• Supplied records:
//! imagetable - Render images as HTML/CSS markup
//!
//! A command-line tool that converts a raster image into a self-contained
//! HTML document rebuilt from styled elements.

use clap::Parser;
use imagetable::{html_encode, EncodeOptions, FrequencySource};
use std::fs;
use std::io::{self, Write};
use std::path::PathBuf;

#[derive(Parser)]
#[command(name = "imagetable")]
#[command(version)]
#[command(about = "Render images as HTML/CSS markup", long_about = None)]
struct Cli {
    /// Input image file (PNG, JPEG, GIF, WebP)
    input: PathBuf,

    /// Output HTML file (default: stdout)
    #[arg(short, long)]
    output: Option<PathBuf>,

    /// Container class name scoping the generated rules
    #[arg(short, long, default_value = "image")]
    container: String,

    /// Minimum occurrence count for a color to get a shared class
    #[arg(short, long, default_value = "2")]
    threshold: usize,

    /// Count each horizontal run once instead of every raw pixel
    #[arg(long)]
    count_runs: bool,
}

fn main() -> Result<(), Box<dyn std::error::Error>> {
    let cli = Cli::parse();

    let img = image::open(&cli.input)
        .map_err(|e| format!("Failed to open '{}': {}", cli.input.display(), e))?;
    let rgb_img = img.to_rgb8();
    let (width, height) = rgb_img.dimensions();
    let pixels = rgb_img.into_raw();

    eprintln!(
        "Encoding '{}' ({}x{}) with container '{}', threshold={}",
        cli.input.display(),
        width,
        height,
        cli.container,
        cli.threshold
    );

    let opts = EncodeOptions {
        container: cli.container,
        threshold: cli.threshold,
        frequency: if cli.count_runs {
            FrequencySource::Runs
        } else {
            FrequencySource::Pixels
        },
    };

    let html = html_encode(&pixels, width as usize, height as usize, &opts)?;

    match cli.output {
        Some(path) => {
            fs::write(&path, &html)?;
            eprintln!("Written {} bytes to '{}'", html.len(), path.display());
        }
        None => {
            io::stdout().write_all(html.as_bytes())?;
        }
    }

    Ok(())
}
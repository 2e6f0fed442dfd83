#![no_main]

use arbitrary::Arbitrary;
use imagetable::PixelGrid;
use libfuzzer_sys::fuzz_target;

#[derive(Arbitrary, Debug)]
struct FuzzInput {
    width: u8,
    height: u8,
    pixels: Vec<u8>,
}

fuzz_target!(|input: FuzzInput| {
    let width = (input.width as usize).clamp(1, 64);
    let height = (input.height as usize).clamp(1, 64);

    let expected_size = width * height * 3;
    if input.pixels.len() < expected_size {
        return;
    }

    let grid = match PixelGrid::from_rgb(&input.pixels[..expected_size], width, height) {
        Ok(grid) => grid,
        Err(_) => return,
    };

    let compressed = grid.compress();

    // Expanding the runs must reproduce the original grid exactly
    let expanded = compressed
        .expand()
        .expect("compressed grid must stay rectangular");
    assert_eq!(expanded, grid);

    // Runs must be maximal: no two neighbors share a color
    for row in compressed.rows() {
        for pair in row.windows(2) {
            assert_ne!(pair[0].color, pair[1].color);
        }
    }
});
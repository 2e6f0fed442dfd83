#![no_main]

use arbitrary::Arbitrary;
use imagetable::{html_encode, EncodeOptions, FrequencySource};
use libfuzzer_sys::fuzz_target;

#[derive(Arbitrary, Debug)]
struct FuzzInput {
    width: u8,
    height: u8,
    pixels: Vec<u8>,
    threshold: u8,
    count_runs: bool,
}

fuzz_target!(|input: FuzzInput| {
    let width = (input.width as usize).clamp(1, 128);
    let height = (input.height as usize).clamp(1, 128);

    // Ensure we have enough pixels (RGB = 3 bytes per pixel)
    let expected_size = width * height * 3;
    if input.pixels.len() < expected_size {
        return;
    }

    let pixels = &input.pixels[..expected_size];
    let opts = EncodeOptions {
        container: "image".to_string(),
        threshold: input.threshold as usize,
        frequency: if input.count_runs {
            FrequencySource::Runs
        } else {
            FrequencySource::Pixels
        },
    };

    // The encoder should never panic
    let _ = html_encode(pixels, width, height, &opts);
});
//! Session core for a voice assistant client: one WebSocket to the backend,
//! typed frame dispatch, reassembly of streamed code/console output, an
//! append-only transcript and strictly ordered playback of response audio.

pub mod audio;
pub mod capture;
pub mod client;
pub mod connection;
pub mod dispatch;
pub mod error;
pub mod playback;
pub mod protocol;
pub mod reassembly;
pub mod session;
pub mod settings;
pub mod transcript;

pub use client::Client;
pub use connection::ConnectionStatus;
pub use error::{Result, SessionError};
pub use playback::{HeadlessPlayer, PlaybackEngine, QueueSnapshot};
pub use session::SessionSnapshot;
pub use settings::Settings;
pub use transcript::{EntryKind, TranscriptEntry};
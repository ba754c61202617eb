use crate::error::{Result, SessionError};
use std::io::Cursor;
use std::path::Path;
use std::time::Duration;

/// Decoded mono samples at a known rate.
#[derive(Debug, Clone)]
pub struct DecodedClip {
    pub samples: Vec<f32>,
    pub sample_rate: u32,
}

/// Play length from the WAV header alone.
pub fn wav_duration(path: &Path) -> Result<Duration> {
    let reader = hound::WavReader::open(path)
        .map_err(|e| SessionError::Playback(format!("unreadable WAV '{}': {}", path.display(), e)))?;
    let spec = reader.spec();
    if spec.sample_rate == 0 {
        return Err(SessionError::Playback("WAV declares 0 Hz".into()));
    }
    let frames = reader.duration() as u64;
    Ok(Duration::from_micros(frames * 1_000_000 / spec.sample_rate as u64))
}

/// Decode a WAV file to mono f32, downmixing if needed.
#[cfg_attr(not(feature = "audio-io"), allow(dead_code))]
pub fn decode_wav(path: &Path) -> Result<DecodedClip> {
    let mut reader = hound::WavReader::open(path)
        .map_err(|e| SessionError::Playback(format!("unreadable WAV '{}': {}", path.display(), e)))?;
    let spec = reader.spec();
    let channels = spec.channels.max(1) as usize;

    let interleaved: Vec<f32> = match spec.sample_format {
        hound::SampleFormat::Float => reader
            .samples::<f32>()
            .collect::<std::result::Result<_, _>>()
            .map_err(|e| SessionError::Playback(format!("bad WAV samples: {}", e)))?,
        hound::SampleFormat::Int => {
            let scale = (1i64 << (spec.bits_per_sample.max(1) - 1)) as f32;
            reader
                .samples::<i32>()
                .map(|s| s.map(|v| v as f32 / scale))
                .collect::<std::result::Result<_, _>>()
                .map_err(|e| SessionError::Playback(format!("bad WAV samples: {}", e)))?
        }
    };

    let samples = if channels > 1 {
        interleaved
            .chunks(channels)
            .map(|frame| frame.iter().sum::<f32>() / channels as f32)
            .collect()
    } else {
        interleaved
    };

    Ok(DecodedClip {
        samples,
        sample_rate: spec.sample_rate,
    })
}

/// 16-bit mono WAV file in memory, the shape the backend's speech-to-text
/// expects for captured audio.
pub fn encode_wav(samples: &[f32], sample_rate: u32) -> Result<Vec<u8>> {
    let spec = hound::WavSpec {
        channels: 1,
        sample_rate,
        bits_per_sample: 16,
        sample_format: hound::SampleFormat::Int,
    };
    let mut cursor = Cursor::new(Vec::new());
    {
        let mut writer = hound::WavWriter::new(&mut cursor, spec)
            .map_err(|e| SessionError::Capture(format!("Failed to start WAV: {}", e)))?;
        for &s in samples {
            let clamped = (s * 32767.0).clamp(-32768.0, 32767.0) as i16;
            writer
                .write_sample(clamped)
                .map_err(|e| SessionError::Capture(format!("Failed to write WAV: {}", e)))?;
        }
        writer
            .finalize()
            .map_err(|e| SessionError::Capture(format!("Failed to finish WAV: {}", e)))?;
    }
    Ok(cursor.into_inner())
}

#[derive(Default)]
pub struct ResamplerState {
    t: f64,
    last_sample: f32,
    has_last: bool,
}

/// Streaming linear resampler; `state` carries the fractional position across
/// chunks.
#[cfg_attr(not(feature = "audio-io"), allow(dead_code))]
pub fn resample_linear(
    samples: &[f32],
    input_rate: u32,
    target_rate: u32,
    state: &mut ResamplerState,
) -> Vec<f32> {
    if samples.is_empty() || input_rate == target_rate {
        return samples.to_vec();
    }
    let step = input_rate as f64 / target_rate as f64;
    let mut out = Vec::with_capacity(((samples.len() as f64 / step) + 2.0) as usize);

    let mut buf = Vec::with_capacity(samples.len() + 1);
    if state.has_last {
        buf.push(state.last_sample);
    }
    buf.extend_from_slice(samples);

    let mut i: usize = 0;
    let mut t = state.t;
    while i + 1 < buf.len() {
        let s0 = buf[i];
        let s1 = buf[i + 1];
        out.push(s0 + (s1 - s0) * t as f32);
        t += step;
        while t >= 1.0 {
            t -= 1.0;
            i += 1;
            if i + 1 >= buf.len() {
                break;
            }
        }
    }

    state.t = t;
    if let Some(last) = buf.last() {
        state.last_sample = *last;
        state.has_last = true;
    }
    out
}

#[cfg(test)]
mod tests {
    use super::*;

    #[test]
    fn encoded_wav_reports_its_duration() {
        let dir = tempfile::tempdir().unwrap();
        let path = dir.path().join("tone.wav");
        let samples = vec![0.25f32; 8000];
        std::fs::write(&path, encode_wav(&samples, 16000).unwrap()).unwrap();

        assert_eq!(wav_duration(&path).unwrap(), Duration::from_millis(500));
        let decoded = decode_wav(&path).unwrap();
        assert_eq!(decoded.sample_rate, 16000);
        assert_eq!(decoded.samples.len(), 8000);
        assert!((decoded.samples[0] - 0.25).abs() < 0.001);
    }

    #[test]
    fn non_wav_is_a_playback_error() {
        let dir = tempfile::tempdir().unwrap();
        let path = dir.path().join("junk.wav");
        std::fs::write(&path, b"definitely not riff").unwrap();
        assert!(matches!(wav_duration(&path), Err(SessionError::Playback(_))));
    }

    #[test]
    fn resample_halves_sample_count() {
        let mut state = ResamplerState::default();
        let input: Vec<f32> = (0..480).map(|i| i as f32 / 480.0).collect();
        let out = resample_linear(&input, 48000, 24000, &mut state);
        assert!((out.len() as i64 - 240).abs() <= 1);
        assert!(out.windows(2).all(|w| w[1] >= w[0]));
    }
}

• Your assignment: Using the data above, restate word for word the lines from its opening line through the line that contains "a shared class", and no more.

• Reply:
//! imagetable - Render images as HTML/CSS markup
//!
//! A command-line tool that converts a raster image into a self-contained
//! HTML document rebuilt from styled elements.

use clap::Parser;
use imagetable::{html_encode, EncodeOptions, FrequencySource};
use std::fs;
use std::io::{self, Write};
use std::path::PathBuf;

#[derive(Parser)]
#[command(name = "imagetable")]
#[command(version)]
#[command(about = "Render images as HTML/CSS markup", long_about = None)]
struct Cli {
    /// Input image file (PNG, JPEG, GIF, WebP)
    input: PathBuf,

    /// Output HTML file (default: stdout)
    #[arg(short, long)]
    output: Option<PathBuf>,

    /// Container class name scoping the generated rules
    #[arg(short, long, default_value = "image")]
    container: String,

    /// Minimum occurrence count for a color to get a shared class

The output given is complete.